→ **TASK INSTRUCTIONS**:
All of the data that follows should be written out exactly.
□ □ □ □
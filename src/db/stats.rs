use crate::core::calculator::hours::HOURS_PER_SHIFT;
use crate::db::migrate::applied_versions;
use crate::db::pool::DbPool;
use crate::errors::AppResult;
use crate::utils::colors::{CYAN, GREEN, GREY, RESET, YELLOW};
use chrono::NaiveDate;
use rusqlite::OptionalExtension;
use std::fs;

/// Row counts of the main tables.
#[derive(Debug, Clone, Default, PartialEq, Eq)]
pub struct TableCounts {
    pub users: i64,
    pub slots: i64,
    pub attendance: i64,
    pub adjustments: i64,
    pub settings: i64,
}

pub fn table_counts(pool: &DbPool) -> rusqlite::Result<TableCounts> {
    let count = |table: &str| -> rusqlite::Result<i64> {
        pool.conn
            .query_row(&format!("SELECT COUNT(*) FROM {}", table), [], |row| {
                row.get(0)
            })
    };

    Ok(TableCounts {
        users: count("users")?,
        slots: count("schedule_slots")?,
        attendance: count("attendance")?,
        adjustments: count("hour_adjustments")?,
        settings: count("system_config")?,
    })
}

/// Attendance rows whose stored hours disagree with their presence and state.
pub fn stale_hours_count(pool: &DbPool) -> rusqlite::Result<i64> {
    let has_table: i64 = pool.conn.query_row(
        "SELECT COUNT(*) FROM sqlite_master WHERE type = 'table' AND name = 'attendance'",
        [],
        |row| row.get(0),
    )?;
    if has_table == 0 {
        return Ok(0);
    }

    pool.conn.query_row(
        "SELECT COUNT(*) FROM attendance
         WHERE hours <> CASE
             WHEN present = 1 AND state IN ('autorizado', 'recuperado') THEN ?1
             ELSE 0
         END",
        [HOURS_PER_SHIFT],
        |row| row.get(0),
    )
}

pub fn print_db_info(pool: &DbPool, db_path: &str) -> AppResult<()> {
    println!();

    //
    // 1) FILE SIZE
    //
    let file_size = fs::metadata(db_path).map(|m| m.len()).unwrap_or(0);
    let file_mb = (file_size as f64) / (1024.0 * 1024.0);

    println!("{}• File:{} {}{}{}", CYAN, RESET, YELLOW, db_path, RESET);
    println!("{}• Size:{} {:.2} MB", CYAN, RESET, file_mb);

    //
    // 2) TABLE COUNTS
    //
    let counts = table_counts(pool)?;
    for (label, n) in [
        ("Users", counts.users),
        ("Schedule slots", counts.slots),
        ("Attendance records", counts.attendance),
        ("Hour adjustments", counts.adjustments),
        ("Settings", counts.settings),
    ] {
        println!("{}• {}:{} {}{}{}", CYAN, label, RESET, GREEN, n, RESET);
    }

    let versions = applied_versions(&pool.conn)?;
    println!(
        "{}• Schema:{} {} migration(s), latest {}",
        CYAN,
        RESET,
        versions.len(),
        versions.last().map(String::as_str).unwrap_or("--")
    );

    //
    // 3) ATTENDANCE DATE RANGE
    //
    let first_date: Option<String> = pool
        .conn
        .query_row(
            "SELECT date FROM attendance ORDER BY date ASC LIMIT 1",
            [],
            |row| row.get(0),
        )
        .optional()?;

    let last_date: Option<String> = pool
        .conn
        .query_row(
            "SELECT date FROM attendance ORDER BY date DESC LIMIT 1",
            [],
            |row| row.get(0),
        )
        .optional()?;

    let fmt_first = first_date
        .clone()
        .unwrap_or_else(|| format!("{GREY}--{RESET}"));
    let fmt_last = last_date
        .clone()
        .unwrap_or_else(|| format!("{GREY}--{RESET}"));

    println!("{}• Attendance range:{}", CYAN, RESET);
    println!("    from: {}", fmt_first);
    println!("    to:   {}", fmt_last);

    //
    // 4) AVERAGE RECORDS/DAY
    //
    if let (Some(f), Some(l)) = (first_date, last_date) {
        let d1 = parse_date(&f)?;
        let d2 = parse_date(&l)?;
        let days = (d2 - d1).num_days().max(1);

        let avg = counts.attendance as f64 / days as f64;
        println!("{}• Average records/day:{} {:.2}", CYAN, RESET, avg);
    }

    println!();
    Ok(())
}

fn parse_date(date_str: &str) -> rusqlite::Result<NaiveDate> {
    NaiveDate::parse_from_str(date_str, "%Y-%m-%d").map_err(|e| {
        rusqlite::Error::FromSqlConversionFailure(0, rusqlite::types::Type::Text, Box::new(e))
    })
}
□ □ □ □
→ **SOLUTION FOR THIS TASK**:
filename src/db/stats.rs
use crate::core::calculator::hours::HOURS_PER_SHIFT;
use crate::db::migrate::applied_versions;
use crate::db::pool::DbPool;
use crate::errors::AppResult;
use crate::utils::colors::{CYAN, GREEN, GREY, RESET, YELLOW};
use chrono::NaiveDate;
use rusqlite::OptionalExtension;
use std::fs;

/// Row counts of the main tables.
#[derive(Debug, Clone, Default, PartialEq, Eq)]
pub struct TableCounts {
    pub users: i64,
    pub slots: i64,
    pub attendance: i64,
    pub adjustments: i64,
    pub settings: i64,
}

pub fn table_counts(pool: &DbPool) -> rusqlite::Result<TableCounts> {
    let count = |table: &str| -> rusqlite::Result<i64> {
        pool.conn
            .query_row(&format!("SELECT COUNT(*) FROM {}", table), [], |row| {
                row.get(0)
            })
    };

    Ok(TableCounts {
        users: count("users")?,
        slots: count("schedule_slots")?,
        attendance: count("attendance")?,
        adjustments: count("hour_adjustments")?,
        settings: count("system_config")?,
    })
}

/// Attendance rows whose stored hours disagree with their presence and state.
pub fn stale_hours_count(pool: &DbPool) -> rusqlite::Result<i64> {
    let has_table: i64 = pool.conn.query_row(
        "SELECT COUNT(*) FROM sqlite_master WHERE type = 'table' AND name = 'attendance'",
        [],
        |row| row.get(0),
    )?;
    if has_table == 0 {
        return Ok(0);
    }

    pool.conn.query_row(
        "SELECT COUNT(*) FROM attendance
         WHERE hours <> CASE
             WHEN present = 1 AND state IN ('autorizado', 'recuperado') THEN ?1
             ELSE 0
         END",
        [HOURS_PER_SHIFT],
        |row| row.get(0),
    )
}

pub fn print_db_info(pool: &DbPool, db_path: &str) -> AppResult<()> {
    println!();

    //
    // 1) FILE SIZE
    //
    let file_size = fs::metadata(db_path).map(|m| m.len()).unwrap_or(0);
    let file_mb = (file_size as f64) / (1024.0 * 1024.0);

    println!("{}• File:{} {}{}{}", CYAN, RESET, YELLOW, db_path, RESET);
    println!("{}• Size:{} {:.2} MB", CYAN, RESET, file_mb);

    //
    // 2) TABLE COUNTS
    //
    let counts = table_counts(pool)?;
    for (label, n) in [
        ("Users", counts.users),
        ("Schedule slots", counts.slots),
        ("Attendance records", counts.attendance),
        ("Hour adjustments", counts.adjustments),
        ("Settings", counts.settings),
    ] {
        println!("{}• {}:{} {}{}{}", CYAN, label, RESET, GREEN, n, RESET);
    }

    let versions = applied_versions(&pool.conn)?;
    println!(
        "{}• Schema:{} {} migration(s), latest {}",
        CYAN,
        RESET,
        versions.len(),
        versions.last().map(String::as_str).unwrap_or("--")
    );

    //
    // 3) ATTENDANCE DATE RANGE
    //
    let first_date: Option<String> = pool
        .conn
        .query_row(
            "SELECT date FROM attendance ORDER BY date ASC LIMIT 1",
            [],
            |row| row.get(0),
        )
        .optional()?;

    let last_date: Option<String> = pool
        .conn
        .query_row(
            "SELECT date FROM attendance ORDER BY date DESC LIMIT 1",
            [],
            |row| row.get(0),
        )
        .optional()?;

    let fmt_first = first_date
        .clone()
        .unwrap_or_else(|| format!("{GREY}--{RESET}"));
    let fmt_last = last_date
        .clone()
        .unwrap_or_else(|| format!("{GREY}--{RESET}"));

    println!("{}• Attendance range:{}", CYAN, RESET);
    println!("    from: {}", fmt_first);
    println!("    to:   {}", fmt_last);

    //
    // 4) AVERAGE RECORDS/DAY
    //
    if let (Some(f), Some(l)) = (first_date, last_date) {
        let d1 = parse_date(&f)?;
        let d2 = parse_date(&l)?;
        let days = (d2 - d1).num_days().max(1);

        let avg = counts.attendance as f64 / days as f64;
        println!("{}• Average records/day:{} {:.2}", CYAN, RESET, avg);
    }

    println!();
    Ok(())
}

fn parse_date(date_str: &str) -> rusqlite::Result<NaiveDate> {
    NaiveDate::parse_from_str(date_str, "%Y-%m-%d").map_err(|e| {
        rusqlite::Error::FromSqlConversionFailure(0, rusqlite::types::Type::Text, Box::new(e))
    })
}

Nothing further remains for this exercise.